On Wed, 26 Sep 2018 at 05:19, Marko Ristin-Kaufmann
<marko.ris...@gmail.com> wrote:
>
> Hi Robert,
...
>> Claiming that DbC annotations will improve the documentation of every
>> single library on PyPI is an extraordinary claim, and such claims
>> require extraordinary proof.
>
>
> I don't know what you mean by "extraordinary" claim and "extraordinary" 
> proof, respectively.

Chris already addressed this.

> I tried to show that DbC is a great tool and far superior to any other tools 
> currently used to document contracts in a library, please see my message 
> https://groups.google.com/d/msg/python-ideas/dmXz_7LH4GI/5A9jbpQ8CAAJ. Let me 
> re-use the enumeration I used in the message and give you a short summary.

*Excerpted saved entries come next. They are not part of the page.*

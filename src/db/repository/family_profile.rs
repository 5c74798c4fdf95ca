use rusqlite::{params, Connection};

use crate::db::DatabaseError;
use crate::models::FamilyProfile;

/// Store a dependent profile under `user_id`.
pub fn insert_family_profile(
    conn: &Connection,
    user_id: &str,
    profile: &FamilyProfile,
) -> Result<(), DatabaseError> {
    if profile.is_self {
        return Err(DatabaseError::ConstraintViolation(
            "the self profile is derived from the user record and never stored".into(),
        ));
    }
    conn.execute(
        "INSERT INTO family_profiles (id, user_id, display_name, relationship)
         VALUES (?1, ?2, ?3, ?4)",
        params![profile.id, user_id, profile.display_name, profile.relationship],
    )?;
    Ok(())
}

/// Dependent profiles of a user, in creation order.
pub fn list_family_profiles(
    conn: &Connection,
    user_id: &str,
) -> Result<Vec<FamilyProfile>, DatabaseError> {
    let mut stmt = conn.prepare(
        "SELECT id, display_name, relationship FROM family_profiles
         WHERE user_id = ?1
         ORDER BY created_at, rowid",
    )?;
    let rows = stmt.query_map([user_id], |row| {
        Ok(FamilyProfile {
            id: row.get(0)?,
            display_name: row.get(1)?,
            relationship: row.get(2)?,
            is_self: false,
        })
    })?;
    rows.collect::<Result<Vec<_>, _>>().map_err(DatabaseError::from)
}

pub fn delete_family_profile(conn: &Connection, user_id: &str, id: &str) -> Result<(), DatabaseError> {
    let changed = conn.execute(
        "DELETE FROM family_profiles WHERE id = ?1 AND user_id = ?2",
        params![id, user_id],
    )?;
    if changed == 0 {
        return Err(DatabaseError::NotFound {
            entity_type: "FamilyProfile".into(),
            id: id.into(),
        });
    }
    Ok(())
}
//! API error types with structured JSON responses.

use axum::http::StatusCode;
use axum::response::{IntoResponse, Response};
use axum::Json;
use serde::Serialize;

use crate::db::DatabaseError;
use crate::flows::FlowError;

/// Structured error response body.
#[derive(Debug, Serialize)]
pub struct ErrorBody {
    pub error: ErrorDetail,
}

#[derive(Debug, Serialize)]
pub struct ErrorDetail {
    pub code: &'static str,
    pub message: String,
}

/// API-level errors with HTTP status mapping.
#[derive(Debug, thiserror::Error)]
pub enum ApiError {
    #[error("Authentication required")]
    Unauthorized,
    #[error("Not found: {0}")]
    NotFound(String),
    #[error("Invalid request: {0}")]
    BadRequest(String),
    #[error("Internal error: {0}")]
    Internal(String),
}

impl IntoResponse for ApiError {
    fn into_response(self) -> Response {
        let (status, code, message) = match &self {
            ApiError::Unauthorized => (
                StatusCode::UNAUTHORIZED,
                "AUTH_REQUIRED",
                "Authentication required".to_string(),
            ),
            ApiError::NotFound(detail) => (StatusCode::NOT_FOUND, "NOT_FOUND", detail.clone()),
            ApiError::BadRequest(detail) => {
                (StatusCode::BAD_REQUEST, "BAD_REQUEST", detail.clone())
            }
            ApiError::Internal(detail) => {
                tracing::error!(detail, "API internal error");
                (
                    StatusCode::INTERNAL_SERVER_ERROR,
                    "INTERNAL",
                    "An internal error occurred".to_string(),
                )
            }
        };

        let body = ErrorBody {
            error: ErrorDetail { code, message },
        };
        (status, Json(body)).into_response()
    }
}

impl From<DatabaseError> for ApiError {
    fn from(err: DatabaseError) -> Self {
        match err {
            DatabaseError::NotFound { entity_type, id } => {
                ApiError::NotFound(format!("{entity_type} {id} not found"))
            }
            other => ApiError::Internal(other.to_string()),
        }
    }
}

impl From<FlowError> for ApiError {
    fn from(err: FlowError) -> Self {
        match err {
            FlowError::InvalidInput(detail) => ApiError::BadRequest(detail),
            other => ApiError::Internal(other.to_string()),
        }
    }
}
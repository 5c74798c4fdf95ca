use std::sync::Arc;

use chrono::{DateTime, FixedOffset, NaiveDateTime, Utc};
use mockable::{Clock, DefaultClock};

/// Clock shared by every component that needs "now".
pub type SharedClock = Arc<dyn Clock + Send + Sync>;

/// Injected clock pinned to the configured reminder timezone.
///
/// Reminders are stored as wall-clock times; they are compared against
/// `local_now()`, never against the host's local zone.
#[derive(Clone)]
pub struct ReminderClock {
    clock: SharedClock,
    offset: FixedOffset,
}

impl ReminderClock {
    pub fn new(clock: SharedClock, offset: FixedOffset) -> Self {
        Self { clock, offset }
    }

    /// Wall clock of the host, evaluated in `offset`.
    pub fn system(offset: FixedOffset) -> Self {
        Self::new(Arc::new(DefaultClock), offset)
    }

    pub fn offset(&self) -> FixedOffset {
        self.offset
    }

    pub fn now_utc(&self) -> DateTime<Utc> {
        self.clock.utc()
    }

    pub fn local_now(&self) -> NaiveDateTime {
        self.to_local(self.now_utc())
    }

    pub fn to_local(&self, instant: DateTime<Utc>) -> NaiveDateTime {
        instant.with_timezone(&self.offset).naive_local()
    }
}

/// Settable clock for tests.
#[cfg(test)]
pub(crate) mod fixture {
    use std::sync::Mutex;

    use chrono::{DateTime, Local, NaiveDateTime, TimeZone, Utc};
    use mockable::Clock;

    pub struct FixtureClock {
        now: Mutex<DateTime<Utc>>,
    }

    impl FixtureClock {
        pub fn at(now: DateTime<Utc>) -> Self {
            Self {
                now: Mutex::new(now),
            }
        }

        /// Clock whose UTC instant equals the given naive date-time.
        pub fn at_naive_utc(now: NaiveDateTime) -> Self {
            Self::at(Utc.from_utc_datetime(&now))
        }

        pub fn set(&self, now: DateTime<Utc>) {
            *self.now.lock().unwrap() = now;
        }

        pub fn advance(&self, by: chrono::Duration) {
            let mut now = self.now.lock().unwrap();
            *now += by;
        }
    }

    impl Clock for FixtureClock {
        fn local(&self) -> DateTime<Local> {
            self.utc().with_timezone(&Local)
        }

        fn utc(&self) -> DateTime<Utc> {
            *self.now.lock().unwrap()
        }
    }
}
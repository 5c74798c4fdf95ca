use serde::{Deserialize, Serialize};

/// Relationship label of the synthesized self profile.
pub const SELF_RELATIONSHIP: &str = "self";

/// A person the signed-in user can act for: themself, or a stored dependent.
#[derive(Debug, Clone, PartialEq, Eq, Serialize, Deserialize)]
#[serde(rename_all = "camelCase")]
pub struct FamilyProfile {
    pub id: String,
    pub display_name: String,
    pub relationship: String,
    pub is_self: bool,
}

impl FamilyProfile {
    pub fn dependent(id: &str, display_name: &str, relationship: &str) -> Self {
        Self {
            id: id.to_string(),
            display_name: display_name.to_string(),
            relationship: relationship.to_string(),
            is_self: false,
        }
    }
}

> When you are documenting a method you have the following options:
> 1) Write preconditions and postconditions formally and include them 
> automatically in the documentation (e.g., by using icontract library).
> 2) Write precondtions and postconditions in docstring of the method as human 
> text.
> 3) Write doctests in the docstring of the method.
> 4) Expect the user to read the actual implementation.
> 5) Expect the user to read the testing code.

So you can also:

0) Write clear documentation

e.g. just document the method without doctests. You can write doctests
in example documentation, or even in unit tests if desired: having use
cases be tested is often valuable.


> The implicit or explicit contracts are there willy-nilly. When you use a 
> module, either you need to figure them out using trial-and-error or looking 
> at the implementation (4), looking at the test cases and hoping that they 
> generalize (5), write them as doctests (3) or write them in docstrings as 
> human text (2); or you write them formally as explicit contracts (1).
>
> I could not identify any other methods that can help you with expectations 
> when you call a function or use a class (apart from formal methods and 
> proofs, which I omitted as they seem too esoteric for the current discussion).
>
> Given that:
> * There is no other method for representing contracts,
> * people are trained and can read formal statements and
> * there is tooling available to write, maintain and represent contracts in a 
> nice way
>
> I see formal contracts (1) as a superior tool. The deficiencies of other 
> approaches are:
> 2) Comments and docstrings inevitably rot and get disconnected from the 
> implementation in my and many other people's experience and studies.
> 3) Doctests are much longer and hence more tedious to read and maintain, they 
> need extra text to signal the intent (is it a simple test or an example how 
> boundary conditions are handled or ...). In any non-trivial case, they need 
> to include even the contract itself.
> 4) Looking at other people's code to figure out the contracts is tedious and 
> usually difficult for any non-trivial function.
> 5) Test cases can be difficult to read since they include much broader 
> testing logic (mocking, set up). Most libraries do not ship with the test 
> code. Identifying test cases which demonstrate the contracts can be difficult.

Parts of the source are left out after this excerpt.